We observed the mild expansion of Tregs after IRI in the anti-CD45RB group and the anti-CD45RB/anti–Tim-1 group. Treg expansion might have been attributed to the direct effects of anti-CD45RB and anti–Tim-1 treatment, because of the effects of both antibodies on T cells.^17–21 Alternatively, induction of Bregs by both antibodies may induce the expansion of Tregs, in parallel with previous in vitro and in vivo studeis.^35,36 When Treg induction by Breg transfer was ameliorated by anti-CD25, Treg depletion did not significantly attenuate renal functional improvement. These results suggest that Treg induction by Breg does not play the dominant role in Breg-mediated reno-protective effects against IRI, although it might partially contribute to the beneficial effects.

IL-10–mediated suppression has been suggested as the main immunosuppressive mechanism of Bregs, especially Tim-1⁺ Bregs.^8,9,16 This study demonstrated that anti-CD45RB treatment–induced Tim-1⁺ Bregs and IL-10⁺ Bregs in both the kidney and spleen and increased the renal expression of IL-10 after IRI. Furthermore, adoptive transfer of B cells from IL-10 KO mice did not mediate anti-CD45RB–induced renal protection against IRI, whereas transfer of B cells from WT mice did.
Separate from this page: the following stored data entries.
//! Merging a function's environment document into a project's.
//!
//! The project's existing values always win. Incoming assignments for keys the
//! project already defines are kept, but disabled with [`DISABLED_PREFIX`], so
//! the user can still see what the function shipped with. Each merge appends a
//! labelled separator so repeated installs stay readable.

use serde::Serialize;

use super::document::{line_key, EnvDocument};

/// Prefix applied to incoming lines whose key the project already defines.
pub const DISABLED_PREFIX: &str = "# ";

/// Output of a merge: the text to persist and the keys it introduced.
#[derive(Debug, Clone, Default, PartialEq, Eq, Serialize)]
pub struct MergeResult {
    pub merged_text: String,
    /// Keys present in the incoming document but not in the current one, in
    /// incoming order.
    pub new_keys: Vec<String>,
    /// Incoming keys that were disabled because the project already has them.
    pub disabled_keys: Vec<String>,
}

/// Separator block placed between the current document and merged-in lines.
pub fn separator(function_label: &str) -> String {
    format!("\n\n# Variables for function \"{function_label}\"\n# ---\n")
}

/// Result for a project that has no environment document yet.
///
/// The incoming text becomes the whole document verbatim: no separator, no
/// disabled lines.
pub fn initial_env(incoming: &str) -> MergeResult {
    MergeResult {
        merged_text: incoming.to_string(),
        new_keys: EnvDocument::parse(incoming).keys().map(str::to_string).collect(),
        disabled_keys: Vec::new(),
    }
}

/// Merge `incoming` into `current`. Pure; never fails.
pub fn merge_env(current: &str, incoming: &str, function_label: &str) -> MergeResult {
    let current_doc = EnvDocument::parse(current);
    let incoming_doc = EnvDocument::parse(incoming);

    let (disabled_keys, new_keys): (Vec<String>, Vec<String>) = incoming_doc
        .keys()
        .map(str::to_string)
        .partition(|key| current_doc.contains_key(key));

    let rewritten = incoming
        .split('\n')
        .map(|line| match line_key(line) {
            Some(key) if current_doc.contains_key(key) => format!("{DISABLED_PREFIX}{line}"),
            _ => line.to_string(),
        })
        .collect::<Vec<_>>()
        .join("\n");

    let mut merged_text = String::with_capacity(current.len() + rewritten.len() + 64);
    merged_text.push_str(current);
    merged_text.push_str(&separator(function_label));
    merged_text.push_str(&rewritten);

    MergeResult {
        merged_text,
        new_keys,
        disabled_keys,
    }
}

/// Pick the right path depending on whether the project has a document.
///
/// `None` means the file does not exist, which is different from an empty
/// file: an empty file still gets a separator.
pub fn plan_env(current: Option<&str>, incoming: &str, function_label: &str) -> MergeResult {
    match current {
        Some(current) => merge_env(current, incoming, function_label),
        None => initial_env(incoming),
    }
}
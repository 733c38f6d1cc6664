pub mod commands;

use std::path::PathBuf;

use clap::{Parser, Subcommand};

use crate::config::AppConfig;
use crate::error::Result;

#[derive(Parser)]
#[command(name = "fnstamp")]
#[command(version)]
#[command(about = "Materialize function templates into a project")]
#[command(long_about = "Fetch a function's source, merge its environment variables into the project's .env\nand install its dependencies, all in one go.")]
pub struct Cli {
    #[command(subcommand)]
    pub command: Commands,

    /// Enable verbose output
    #[arg(short, long, global = true)]
    pub verbose: bool,
}

#[derive(Subcommand)]
pub enum Commands {
    /// Add a new function to a project
    New {
        /// Name of the function to create
        name: String,

        /// Project directory (must already exist)
        #[arg(short, long, default_value = ".")]
        target_dir: String,

        /// URL of the function source
        #[arg(long)]
        function: Option<String>,

        /// URL of the function's .env template
        #[arg(long)]
        env: Option<String>,

        /// URL of the function's package.json
        #[arg(long)]
        manifest: Option<String>,

        /// JSON file with a list of file descriptors
        #[arg(long)]
        descriptors: Option<PathBuf>,
    },

    /// Merge two local .env files and print the result
    MergeEnv {
        /// The project's current .env file
        current: PathBuf,

        /// The .env file to merge in
        incoming: PathBuf,

        /// Label used in the separator comment
        #[arg(short, long, default_value = "local")]
        label: String,
    },

    /// Manage configuration
    Config {
        #[command(subcommand)]
        command: ConfigCommands,
    },
}

#[derive(Subcommand)]
pub enum ConfigCommands {
    /// Show current configuration
    Show,

    /// Set a configuration value
    Set {
        /// Configuration key
        key: String,
        /// Configuration value
        value: String,
    },
}

impl Cli {
    pub async fn execute(self) -> Result<()> {
        match self.command {
            Commands::New {
                name,
                target_dir,
                function,
                env,
                manifest,
                descriptors,
            } => {
                let config = AppConfig::load()?;
                let sources = commands::new::Sources {
                    function,
                    env,
                    manifest,
                    descriptors,
                };
                commands::new::execute(&config, name, target_dir, sources).await
            }
            Commands::MergeEnv {
                current,
                incoming,
                label,
            } => commands::merge_env::execute(current, incoming, label).await,
            Commands::Config { command } => match command {
                ConfigCommands::Show => commands::config::show().await,
                ConfigCommands::Set { key, value } => commands::config::set(key, value).await,
            },
        }
    }
}
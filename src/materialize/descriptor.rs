use serde::{Deserialize, Serialize};

/// One requested installation step.
///
/// Deserializes from the `{ "type": ..., "content": ... }` objects callers
/// hand over; an unknown `type` is a decode error.
#[derive(Debug, Clone, PartialEq, Eq, Serialize, Deserialize)]
#[serde(tag = "type", rename_all = "lowercase")]
pub enum FileDescriptor {
    /// Function source to write to `<functions_dir>/<name>.<ext>`.
    Function { content: String },

    /// Environment document to merge into the project's `.env`.
    #[serde(alias = ".env")]
    Env {
        content: String,
        #[serde(rename = "functionName")]
        function_name: String,
    },

    /// Manifest fragment whose `dependencies` get installed.
    #[serde(alias = "package.json")]
    Manifest { content: String },
}

/// Discriminant of a [`FileDescriptor`].
#[derive(Debug, Clone, Copy, PartialEq, Eq, Hash)]
pub enum DescriptorKind {
    Function,
    Env,
    Manifest,
}

impl std::fmt::Display for DescriptorKind {
    fn fmt(&self, f: &mut std::fmt::Formatter<'_>) -> std::fmt::Result {
        match self {
            DescriptorKind::Function => write!(f, "function"),
            DescriptorKind::Env => write!(f, "env"),
            DescriptorKind::Manifest => write!(f, "manifest"),
        }
    }
}

impl FileDescriptor {
    pub fn kind(&self) -> DescriptorKind {
        match self {
            FileDescriptor::Function { .. } => DescriptorKind::Function,
            FileDescriptor::Env { .. } => DescriptorKind::Env,
            FileDescriptor::Manifest { .. } => DescriptorKind::Manifest,
        }
    }

    pub fn content(&self) -> &str {
        match self {
            FileDescriptor::Function { content }
            | FileDescriptor::Env { content, .. }
            | FileDescriptor::Manifest { content } => content,
        }
    }

    /// Title shown while the task runs. `env_file` names the environment document.
    pub fn title(&self, env_file: &str) -> String {
        match self {
            FileDescriptor::Function { .. } => "Create Function".to_string(),
            FileDescriptor::Env { .. } => format!("Configure Environment Variables in {env_file}"),
            FileDescriptor::Manifest { .. } => "Installing Dependencies".to_string(),
        }
    }
}

#[cfg(test)]
mod tests {
    use super::*;

    #[test]
    fn test_deserialize_descriptor_list() {
        let json = r#"[
            {"type": "function", "content": "https://example.com/fn.js"},
            {"type": "env", "content": "https://example.com/.env", "functionName": "hello"},
            {"type": "manifest", "content": "https://example.com/package.json"}
        ]"#;

        let descriptors: Vec<FileDescriptor> = serde_json::from_str(json).unwrap();

        assert_eq!(
            descriptors,
            vec![
                FileDescriptor::Function {
                    content: "https://example.com/fn.js".to_string()
                },
                FileDescriptor::Env {
                    content: "https://example.com/.env".to_string(),
                    function_name: "hello".to_string()
                },
                FileDescriptor::Manifest {
                    content: "https://example.com/package.json".to_string()
                },
            ]
        );
    }

    #[test]
    fn test_file_name_type_aliases() {
        let env: FileDescriptor =
            serde_json::from_str(r#"{"type": ".env", "content": "u", "functionName": "f"}"#).unwrap();
        let manifest: FileDescriptor =
            serde_json::from_str(r#"{"type": "package.json", "content": "u"}"#).unwrap();

        assert_eq!(env.kind(), DescriptorKind::Env);
        assert_eq!(manifest.kind(), DescriptorKind::Manifest);
    }

    #[test]
    fn test_unknown_type_is_rejected() {
        let result = serde_json::from_str::<FileDescriptor>(r#"{"type": "readme", "content": "u"}"#);
        assert!(result.is_err());
    }

    #[test]
    fn test_env_requires_function_name() {
        let result = serde_json::from_str::<FileDescriptor>(r#"{"type": "env", "content": "u"}"#);
        assert!(result.is_err());
    }

    #[test]
    fn test_titles_and_content() {
        let descriptor = FileDescriptor::Manifest {
            content: "u".to_string(),
        };
        assert_eq!(descriptor.title(".env"), "Installing Dependencies");
        assert_eq!(descriptor.content(), "u");
        assert_eq!(descriptor.kind().to_string(), "manifest");
    }

    #[test]
    fn test_env_title_names_env_file() {
        let descriptor = FileDescriptor::Env {
            content: "u".to_string(),
            function_name: "f".to_string(),
        };
        assert_eq!(
            descriptor.title(".env"),
            "Configure Environment Variables in .env"
        );
        assert_eq!(
            descriptor.title(".env.local"),
            "Configure Environment Variables in .env.local"
        );
    }
}
//! In-memory transport used by tests.

use std::collections::HashMap;
use std::sync::atomic::{AtomicUsize, Ordering};

use async_trait::async_trait;
use bytes::Bytes;
use futures::StreamExt;

use super::{ByteStream, FetchError, FetchResult, Transport};

/// Serves fixed bodies by URL and counts every request. Unknown URLs answer 404.
#[derive(Default)]
pub struct MemoryTransport {
    bodies: HashMap<String, String>,
    calls: AtomicUsize,
}

impl MemoryTransport {
    pub fn new() -> Self {
        Self::default()
    }

    pub fn with(mut self, url: &str, body: &str) -> Self {
        self.bodies.insert(url.to_string(), body.to_string());
        self
    }

    pub fn calls(&self) -> usize {
        self.calls.load(Ordering::SeqCst)
    }

    fn lookup(&self, url: &str) -> FetchResult<String> {
        self.calls.fetch_add(1, Ordering::SeqCst);
        self.bodies
            .get(url)
            .cloned()
            .ok_or_else(|| FetchError::status(url, 404))
    }
}

#[async_trait]
impl Transport for MemoryTransport {
    async fn fetch_stream(&self, url: &str) -> FetchResult<ByteStream> {
        let body = self.lookup(url)?;
        // Split into two chunks so writers see more than one piece.
        let mut tail = Bytes::from(body.into_bytes());
        let head = tail.split_to(tail.len() / 2);
        Ok(futures::stream::iter(vec![Ok(head), Ok(tail)]).boxed())
    }

    async fn fetch_body(&self, url: &str) -> FetchResult<String> {
        self.lookup(url)
    }
}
In contrast, role of TGF-β, IDO, PD-L1, FasL, or IL-35 in Bregs appears to be limited in anti-CD45RB treatment–induced beneficial effects on renal IRI. Overall, these results suggest that anti-CD45RB–mediated renal protection against IRI is mainly mediated by the induction of IL-10⁺ Bregs.

Balance between immune effector cells and suppressor cells determines the degree of acute injury and repair processes in IRI.¹ As various innate and adaptive immune effectors participate in IRI, previous studies have demonstrated that various immune suppressors, such as Tregs and NKT cells, play a role in controlling IRI.^28,30,37 This study provides insight into the role of Bregs in renal IRI; however, the relative importance of Bregs among various immunosuppressive cells in IRI at different time points remains unknown, and further studies are needed to elucidate this issue under various conditions.
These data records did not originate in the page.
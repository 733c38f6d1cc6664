//! Dependency installation.
//!
//! A function ships a manifest fragment (a `package.json`-like document). Only
//! its `dependencies` map is read; resolving versions and lock files is left
//! to the [`Installer`].

mod error;
mod package_manager;
#[cfg(test)]
pub(crate) mod recording;

use std::path::Path;

use async_trait::async_trait;
use indexmap::IndexMap;
use serde::Deserialize;

use crate::error::Result;
use crate::fetch::ContentFetcher;

pub use error::InstallError;
pub use package_manager::{PackageManager, PackageManagerInstaller, PackageManagerPreference};

/// Package name to version constraint, in manifest order.
pub type Dependencies = IndexMap<String, String>;

/// The part of a fetched manifest this crate reads.
#[derive(Debug, Clone, Default, Deserialize)]
pub struct Manifest {
    #[serde(default)]
    pub dependencies: Dependencies,
}

/// External capability that installs a dependency map into a project.
#[async_trait]
pub trait Installer: Send + Sync {
    async fn install(&self, dependencies: &Dependencies, cwd: &Path) -> std::result::Result<(), InstallError>;
}

/// Fetch the manifest at `manifest_url` and install its dependencies into
/// `target_dir`. Returns the installed dependency map.
pub async fn install_dependencies(
    fetcher: &ContentFetcher,
    installer: &dyn Installer,
    manifest_url: &str,
    target_dir: &Path,
) -> Result<Dependencies> {
    let manifest: Manifest = fetcher.fetch_json(manifest_url).await?;
    installer.install(&manifest.dependencies, target_dir).await?;
    Ok(manifest.dependencies)
}

#[cfg(test)]
mod tests {
    use std::sync::Arc;

    use super::recording::RecordingInstaller;
    use super::*;
    use crate::error::FnStampError;
    use crate::fetch::memory::MemoryTransport;

    #[tokio::test]
    async fn test_install_dependencies_delegates_map_and_cwd() {
        let transport = MemoryTransport::new().with(
            "mem://package.json",
            r#"{"name":"fn","dependencies":{"twilio":"^3.0.0","got":"9.6.0"}}"#,
        );
        let fetcher = ContentFetcher::new(Arc::new(transport));
        let installer = RecordingInstaller::default();
        let temp_dir = tempfile::tempdir().unwrap();

        let installed = install_dependencies(&fetcher, &installer, "mem://package.json", temp_dir.path())
            .await
            .unwrap();

        assert_eq!(installed.keys().collect::<Vec<_>>(), vec!["twilio", "got"]);
        let calls = installer.calls();
        assert_eq!(calls.len(), 1);
        assert_eq!(calls[0].0, installed);
        assert_eq!(calls[0].1, temp_dir.path());
    }

    #[tokio::test]
    async fn test_manifest_without_dependencies_installs_empty_map() {
        let transport = MemoryTransport::new().with("mem://package.json", r#"{"name":"fn"}"#);
        let fetcher = ContentFetcher::new(Arc::new(transport));
        let installer = RecordingInstaller::default();

        let installed = install_dependencies(&fetcher, &installer, "mem://package.json", Path::new("."))
            .await
            .unwrap();

        assert!(installed.is_empty());
        assert_eq!(installer.calls().len(), 1);
    }

    #[tokio::test]
    async fn test_installer_failure_is_surfaced() {
        let transport =
            MemoryTransport::new().with("mem://package.json", r#"{"dependencies":{"a":"1"}}"#);
        let fetcher = ContentFetcher::new(Arc::new(transport));
        let installer = RecordingInstaller::failing();

        let err = install_dependencies(&fetcher, &installer, "mem://package.json", Path::new("."))
            .await
            .unwrap_err();

        assert!(matches!(err, FnStampError::Install(InstallError::CommandFailed { .. })));
    }

    #[tokio::test]
    async fn test_fetch_failure_skips_installer() {
        let fetcher = ContentFetcher::new(Arc::new(MemoryTransport::new()));
        let installer = RecordingInstaller::default();

        let err = install_dependencies(&fetcher, &installer, "mem://nope", Path::new("."))
            .await
            .unwrap_err();

        assert!(matches!(err, FnStampError::Fetch(_)));
        assert!(installer.calls().is_empty());
    }
}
To the best of our knowledge, this is the first study to demonstrate the role of Bregs in renal IRI. We success\fully demonstrated not only the beneficial effects of anti-CD45RB on renal IRI but also its underlying mechanisms. This study suggests that anti-CD45RB treatment represents a potential therapeutic strategy for preventing or treating renal IRI in future clinical settings.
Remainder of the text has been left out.